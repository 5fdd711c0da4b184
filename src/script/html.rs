//! Delivery of a scene script: JSON, a JS loader, an HTML page or a debug folder.

use std::path::Path;

use anyhow::Context as _;

use crate::foundation::error::{SceneError, SceneResult};
use crate::scene::session::Scene;

/// Global function the viewer runtime exposes; it receives the command array.
pub const VIEWER_ENTRY_POINT: &str = "scenescript";

#[derive(Clone, Debug, PartialEq, Eq)]
/// Where the page gets the viewer runtime from.
pub enum ViewerRuntime {
    /// JavaScript source embedded in (or written next to) the page.
    Inline(String),
    /// Externally hosted runtime.
    Url(String),
}

#[derive(Clone, Debug, PartialEq, Eq)]
/// Page options for [`Scene::save_as_html`].
pub struct HtmlOpts {
    /// Page title.
    pub title: String,
    /// Extra markup at the end of `<head>`.
    pub head_html: String,
    /// Markup of `<body>`.
    pub body_html: String,
    /// Write the scene script to this file (relative to the page) instead of inlining it.
    pub script_path: Option<String>,
    /// Write an inline runtime to this file (relative to the page) instead of inlining it.
    pub library_path: Option<String>,
}

impl Default for HtmlOpts {
    fn default() -> Self {
        Self {
            title: "Scene".to_string(),
            head_html: String::new(),
            body_html: String::new(),
            script_path: None,
            library_path: None,
        }
    }
}

fn write_file(path: &Path, contents: &str) -> SceneResult<()> {
    std::fs::write(path, contents).with_context(|| format!("write '{}'", path.display()))?;
    Ok(())
}

/// `<script>` tag that either references `src` or carries `body`.
///
/// An inline body has every `</` written as `<\/`, so ids or label text containing `</script>`
/// cannot close the tag early.
fn script_tag(src: Option<&str>, body: &str) -> String {
    match src {
        Some(src) => format!("<script src='{src}'></script>"),
        None => format!("<script>{}</script>", body.replace("</", "<\\/")),
    }
}

impl Scene {
    /// JavaScript that hands the commands to the viewer once the page has loaded.
    pub fn script(&self) -> SceneResult<String> {
        Ok(format!(
            "window.onload = function(){{\n    let commands = {};\n    {VIEWER_ENTRY_POINT}(null, commands);\n}}\n",
            self.json()?
        ))
    }

    /// Write the command array as JSON.
    pub fn save_as_json(&self, path: impl AsRef<Path>) -> SceneResult<()> {
        write_file(path.as_ref(), &self.json()?)
    }

    /// Write the loader script, prefixed by the runtime source when one is given.
    ///
    /// Works after [`Scene::clear_script`], so successive chunks can be written to separate files.
    pub fn save_as_script(
        &self,
        path: impl AsRef<Path>,
        standalone_runtime: Option<&str>,
    ) -> SceneResult<()> {
        let mut out = String::new();
        if let Some(source) = standalone_runtime {
            out.push_str(source);
            out.push_str("\n\n");
        }
        out.push_str(&self.script()?);
        write_file(path.as_ref(), &out)
    }

    /// Write a self-contained HTML page.
    ///
    /// Fails with [`SceneError::InvalidState`] once the script has been cleared: a page needs the
    /// whole scene, not the last chunk.
    #[tracing::instrument(skip_all, fields(path = %path.as_ref().display()))]
    pub fn save_as_html(
        &self,
        path: impl AsRef<Path>,
        opts: &HtmlOpts,
        runtime: &ViewerRuntime,
    ) -> SceneResult<()> {
        if self.is_script_cleared() {
            return Err(SceneError::invalid_state(
                "save_as_html needs the full scene; clear_script was called",
            ));
        }
        let path = path.as_ref();
        let dir = path.parent().unwrap_or_else(|| Path::new(""));

        let script = self.script()?;
        if let Some(rel) = &opts.script_path {
            write_file(&dir.join(rel), &script)?;
        }
        let script_html = script_tag(opts.script_path.as_deref(), &script);

        let library_html = match runtime {
            ViewerRuntime::Url(url) => script_tag(Some(url.as_str()), ""),
            ViewerRuntime::Inline(source) => {
                if let Some(rel) = &opts.library_path {
                    write_file(&dir.join(rel), source)?;
                }
                script_tag(opts.library_path.as_deref(), source)
            }
        };

        let html = format!(
            "<!DOCTYPE html>\n<html lang=\"en\">\n   <head>\n      <meta charset=\"utf-8\"/>\n      <title>{}</title>\n      {library_html}\n      {script_html}\n      {}\n   </head>\n   <body>\n{}\n   </body>\n</html>",
            opts.title, opts.head_html, opts.body_html
        );
        write_file(path, &html)?;
        tracing::info!(bytes = html.len(), "wrote scene page");
        Ok(())
    }

    /// Write `index.html`, `script.js` and (for an inline runtime) `viewer.js` into `dir`.
    pub fn save_as_debug(&self, dir: impl AsRef<Path>, runtime: &ViewerRuntime) -> SceneResult<()> {
        let dir = dir.as_ref();
        std::fs::create_dir_all(dir).with_context(|| format!("create '{}'", dir.display()))?;
        let opts = HtmlOpts {
            script_path: Some("script.js".to_string()),
            library_path: Some("viewer.js".to_string()),
            ..HtmlOpts::default()
        };
        self.save_as_html(dir.join("index.html"), &opts, runtime)
    }
}

#[cfg(test)]
#[path = "../../tests/unit/script/html.rs"]
mod tests;
use std::ops::BitOr;

use glam::{Quat, Vec3};

use crate::foundation::color::Color;
use crate::foundation::error::{SceneError, SceneResult};
use crate::geometry::vertex_buffer::{VertexAttribute, VertexBuffer};
use crate::scene::mesh::instance_attributes;
use crate::script::codec::encode_matrix;
use crate::script::command::{Command, UpdateMesh};

/// Largest magnitude of a quantized delta; values are centred on zero.
const MAX_QUANTIZED: f32 = i16::MAX as f32;

/// Bit set of the channels carried by an update, serialized as `UpdateFlags`.
#[derive(Clone, Copy, Debug, Default, PartialEq, Eq, Hash)]
pub struct UpdateFlags(u8);

impl UpdateFlags {
    /// No channels.
    pub const NONE: Self = Self(0);
    /// Vertex or instance positions.
    pub const POSITIONS: Self = Self(1);
    /// Vertex normals.
    pub const NORMALS: Self = Self(2);
    /// Vertex or instance colors.
    pub const COLORS: Self = Self(4);
    /// Instance rotations.
    pub const ROTATIONS: Self = Self(8);

    /// Raw bits.
    pub const fn bits(self) -> u8 {
        self.0
    }

    /// Whether every bit of `other` is set.
    pub const fn contains(self, other: Self) -> bool {
        self.0 & other.0 == other.0
    }

    fn from_attributes(attributes: impl Iterator<Item = VertexAttribute>) -> Self {
        attributes.fold(Self::NONE, |flags, attribute| {
            flags
                | match attribute {
                    VertexAttribute::Position => Self::POSITIONS,
                    VertexAttribute::Normal => Self::NORMALS,
                    VertexAttribute::Color => Self::COLORS,
                    VertexAttribute::Rotation => Self::ROTATIONS,
                    VertexAttribute::Uv => Self::NONE,
                }
        })
    }
}

impl BitOr for UpdateFlags {
    type Output = Self;

    fn bitor(self, rhs: Self) -> Self {
        Self(self.0 | rhs.0)
    }
}

/// What an update replaces on its base mesh.
#[derive(Clone, Copy, Debug, PartialEq, Eq)]
pub enum UpdateKind {
    /// Positions plus optional normals and colors.
    Geometry,
    /// Positions only; everything else comes from the base mesh.
    Positions,
    /// Per-instance positions plus optional rotations and colors.
    Instances,
}

/// Fixed-point delta against a keyframe: `value = offset + q * scale`.
#[derive(Clone, Debug, PartialEq)]
pub struct QuantizedDelta {
    /// `frame_index` of the keyframe the delta applies to.
    pub keyframe_index: u32,
    /// Centre of the encoded range.
    pub offset: f32,
    /// Size of one quantization step.
    pub scale: f32,
    /// Row-major quantized values, same shape as the update buffer.
    pub values: Vec<i16>,
}

impl QuantizedDelta {
    /// Dequantized delta values.
    pub fn decode(&self) -> Vec<f32> {
        self.values
            .iter()
            .map(|&q| self.offset + f32::from(q) * self.scale)
            .collect()
    }
}

/// One frame of a base mesh's animation stream.
///
/// The full-precision buffer is always kept, so quantization can be cleared and redone with a
/// different error budget.
#[derive(Clone, Debug, PartialEq)]
pub struct MeshUpdate {
    base_mesh_id: String,
    mesh_id: String,
    frame_index: u32,
    flags: UpdateFlags,
    kind: UpdateKind,
    buffer: VertexBuffer,
    quantized: Option<QuantizedDelta>,
}

impl MeshUpdate {
    fn from_buffer(
        base_mesh_id: String,
        mesh_id: String,
        frame_index: u32,
        kind: UpdateKind,
        buffer: VertexBuffer,
    ) -> Self {
        Self {
            flags: UpdateFlags::from_attributes(buffer.attributes()),
            base_mesh_id,
            mesh_id,
            frame_index,
            kind,
            buffer,
            quantized: None,
        }
    }

    /// Vertex update. Without normals and colors this is a positions-only update.
    pub(crate) fn geometry(
        base_mesh_id: String,
        mesh_id: String,
        frame_index: u32,
        positions: &[Vec3],
        normals: Option<&[Vec3]>,
        colors: Option<&[Color]>,
    ) -> SceneResult<Self> {
        let ctx = format!("update '{mesh_id}' of mesh '{base_mesh_id}'");
        let mut attributes = vec![VertexAttribute::Position];
        if let Some(n) = normals {
            if n.len() != positions.len() {
                return Err(SceneError::shape_mismatch(ctx, positions.len(), n.len()));
            }
            attributes.push(VertexAttribute::Normal);
        }
        if let Some(c) = colors {
            if c.len() != positions.len() {
                return Err(SceneError::shape_mismatch(ctx, positions.len(), c.len()));
            }
            attributes.push(VertexAttribute::Color);
        }

        let mut buffer = VertexBuffer::zeros(&attributes, positions.len())?;
        buffer
            .slice_mut(VertexAttribute::Position)?
            .set_vec3s(positions)?;
        if let Some(n) = normals {
            let unit: Vec<Vec3> = n.iter().map(|v| v.normalize_or_zero()).collect();
            buffer.slice_mut(VertexAttribute::Normal)?.set_vec3s(&unit)?;
        }
        if let Some(c) = colors {
            let flat: Vec<f32> = c.iter().flat_map(|c| c.to_array()).collect();
            buffer
                .slice_mut(VertexAttribute::Color)?
                .copy_from_flat(&flat)?;
        }
        let kind = if normals.is_none() && colors.is_none() {
            UpdateKind::Positions
        } else {
            UpdateKind::Geometry
        };
        Ok(Self::from_buffer(
            base_mesh_id,
            mesh_id,
            frame_index,
            kind,
            buffer,
        ))
    }

    /// Instance update for a mesh with instancing enabled.
    pub(crate) fn instances(
        base_mesh_id: String,
        mesh_id: String,
        frame_index: u32,
        positions: &[Vec3],
        rotations: Option<&[Quat]>,
        colors: Option<&[Color]>,
    ) -> SceneResult<Self> {
        let ctx = format!("instance update '{mesh_id}' of mesh '{base_mesh_id}'");
        if let Some(r) = rotations
            && r.len() != positions.len()
        {
            return Err(SceneError::shape_mismatch(ctx, positions.len(), r.len()));
        }
        if let Some(c) = colors
            && c.len() != positions.len()
        {
            return Err(SceneError::shape_mismatch(ctx, positions.len(), c.len()));
        }

        let attributes = instance_attributes(rotations.is_some(), colors.is_some());
        let mut buffer = VertexBuffer::zeros(&attributes, positions.len())?;
        buffer
            .slice_mut(VertexAttribute::Position)?
            .set_vec3s(positions)?;
        if let Some(r) = rotations {
            buffer.slice_mut(VertexAttribute::Rotation)?.set_quats(r)?;
        }
        if let Some(c) = colors {
            let flat: Vec<f32> = c.iter().flat_map(|c| c.to_array()).collect();
            buffer
                .slice_mut(VertexAttribute::Color)?
                .copy_from_flat(&flat)?;
        }
        Ok(Self::from_buffer(
            base_mesh_id,
            mesh_id,
            frame_index,
            UpdateKind::Instances,
            buffer,
        ))
    }

    /// Mesh this update animates.
    pub fn base_mesh_id(&self) -> &str {
        &self.base_mesh_id
    }

    /// Identifier of the update, usable in [`Frame3D::add_mesh`](crate::Frame3D::add_mesh).
    pub fn mesh_id(&self) -> &str {
        &self.mesh_id
    }

    /// Position in the base mesh's update stream.
    pub fn frame_index(&self) -> u32 {
        self.frame_index
    }

    /// Channels carried by the update.
    pub fn flags(&self) -> UpdateFlags {
        self.flags
    }

    /// Geometry, positions-only or instance update.
    pub fn kind(&self) -> UpdateKind {
        self.kind
    }

    /// Full-precision data as supplied by the caller.
    pub fn vertex_buffer(&self) -> &VertexBuffer {
        &self.buffer
    }

    /// Number of vertex (or instance) rows.
    pub fn rows(&self) -> usize {
        self.buffer.rows()
    }

    /// Whether the update is currently encoded as a delta.
    pub fn is_quantized(&self) -> bool {
        self.quantized.is_some()
    }

    /// Quantized payload, if any.
    pub fn quantized(&self) -> Option<&QuantizedDelta> {
        self.quantized.as_ref()
    }

    /// Keyframe the delta refers to, `None` for keyframes and unquantized updates.
    pub fn keyframe_index(&self) -> Option<u32> {
        self.quantized.as_ref().map(|q| q.keyframe_index)
    }

    fn check_shape(&self, other: &VertexBuffer, what: &str) -> SceneResult<()> {
        if other.rows() != self.buffer.rows() {
            return Err(SceneError::shape_mismatch(
                format!("update '{}' of mesh '{}' vs {what}", self.mesh_id, self.base_mesh_id),
                other.rows(),
                self.buffer.rows(),
            ));
        }
        if !other.same_columns(&self.buffer) {
            return Err(SceneError::validation(format!(
                "update '{}' has {} columns, {what} has {}",
                self.mesh_id,
                self.buffer.cols(),
                other.cols()
            )));
        }
        Ok(())
    }

    /// Elementwise `self - keyframe`.
    pub(crate) fn delta(&self, keyframe: &VertexBuffer) -> SceneResult<Vec<f32>> {
        self.check_shape(keyframe, "keyframe")?;
        Ok(self
            .buffer
            .as_slice()
            .iter()
            .zip(keyframe.as_slice())
            .map(|(a, b)| a - b)
            .collect())
    }

    /// Encode the update as a 16-bit delta against `keyframe`.
    ///
    /// `range` fixes the width of the encoded interval (shared-range mode); `None` uses the span of
    /// this delta. Returns `Ok(false)` without touching the payload if the update is already
    /// quantized.
    pub fn quantize(
        &mut self,
        keyframe_index: u32,
        keyframe: &VertexBuffer,
        range: Option<f32>,
    ) -> SceneResult<bool> {
        if self.quantized.is_some() {
            return Ok(false);
        }
        let delta = self.delta(keyframe)?;
        let (min, max) = span_of(&delta);
        let span = max - min;
        let range = range.unwrap_or(span);
        if range < span {
            return Err(SceneError::out_of_range(format!(
                "update '{}' delta span {span} exceeds the encodable range {range}",
                self.mesh_id
            )));
        }

        let offset = 0.5 * (min + max);
        let scale = if range > 0.0 {
            range / (2.0 * MAX_QUANTIZED)
        } else {
            0.0
        };
        let values = delta
            .iter()
            .map(|&d| {
                if scale > 0.0 {
                    ((d - offset) / scale)
                        .round()
                        .clamp(-MAX_QUANTIZED, MAX_QUANTIZED) as i16
                } else {
                    0
                }
            })
            .collect();
        self.quantized = Some(QuantizedDelta {
            keyframe_index,
            offset,
            scale,
            values,
        });
        Ok(true)
    }

    /// Drop the quantized payload; the update becomes full precision again.
    pub(crate) fn clear_quantization(&mut self) {
        self.quantized = None;
    }

    /// Dequantized delta, if the update is quantized.
    pub fn unquantize(&self) -> Option<Vec<f32>> {
        self.quantized.as_ref().map(QuantizedDelta::decode)
    }

    /// Buffer as the viewer will see it: `keyframe + delta` for quantized updates, the
    /// full-precision buffer otherwise.
    pub fn reconstruct(&self, keyframe: &VertexBuffer) -> SceneResult<VertexBuffer> {
        let Some(delta) = self.unquantize() else {
            return Ok(self.buffer.clone());
        };
        self.check_shape(keyframe, "keyframe")?;
        let data = keyframe
            .as_slice()
            .iter()
            .zip(delta)
            .map(|(k, d)| k + d)
            .collect();
        self.buffer.with_data(data)
    }

    /// Largest absolute elementwise difference between the reconstructed buffer (see
    /// [`MeshUpdate::reconstruct`]) and `reference`.
    pub fn difference_range(
        &self,
        keyframe: &VertexBuffer,
        reference: &VertexBuffer,
    ) -> SceneResult<f32> {
        self.check_shape(reference, "reference")?;
        let rebuilt = self.reconstruct(keyframe)?;
        Ok(max_abs_difference(rebuilt.as_slice(), reference.as_slice()))
    }

    /// Largest absolute elementwise difference between the full-precision buffer and
    /// `reference`, ignoring any quantization.
    pub fn full_precision_difference(&self, reference: &VertexBuffer) -> SceneResult<f32> {
        self.check_shape(reference, "reference")?;
        Ok(max_abs_difference(self.buffer.as_slice(), reference.as_slice()))
    }

    pub(crate) fn to_command(&self) -> SceneResult<Command> {
        let cols = self.buffer.cols();
        let mut cmd = UpdateMesh {
            base_mesh_id: self.base_mesh_id.clone(),
            mesh_id: self.mesh_id.clone(),
            frame_index: self.frame_index,
            update_flags: self.flags.bits(),
            vertex_buffer: None,
            keyframe_index: None,
            offset: None,
            scale: None,
            quantized_buffer: None,
        };
        match &self.quantized {
            Some(q) => {
                cmd.keyframe_index = Some(q.keyframe_index);
                cmd.offset = Some(q.offset);
                cmd.scale = Some(q.scale);
                cmd.quantized_buffer = Some(encode_matrix(&q.values, cols)?);
            }
            None => cmd.vertex_buffer = Some(encode_matrix(self.buffer.as_slice(), cols)?),
        }
        Ok(Command::UpdateMesh(cmd))
    }
}

/// `(min, max)` of `values`, `(0, 0)` when empty.
pub(crate) fn span_of(values: &[f32]) -> (f32, f32) {
    if values.is_empty() {
        return (0.0, 0.0);
    }
    values
        .iter()
        .fold((f32::INFINITY, f32::NEG_INFINITY), |(lo, hi), &v| {
            (lo.min(v), hi.max(v))
        })
}

pub(crate) fn max_abs_difference(a: &[f32], b: &[f32]) -> f32 {
    a.iter()
        .zip(b)
        .map(|(x, y)| (x - y).abs())
        .fold(0.0, f32::max)
}

#[cfg(test)]
#[path = "../../tests/unit/scene/mesh_update.rs"]
mod tests;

+--

- **How to complete this task**:
Reproduce precisely, and with no line left out, each line from the top of the entries through the line that carries "the command array.".

- **Result of the task**:
repository 5fdd711c0da4b184
filename src/script/html.rs
//! Delivery of a scene script: JSON, a JS loader, an HTML page or a debug folder.

use std::path::Path;

use anyhow::Context as _;

use crate::foundation::error::{SceneError, SceneResult};
use crate::scene::session::Scene;

/// Global function the viewer runtime exposes; it receives the command array.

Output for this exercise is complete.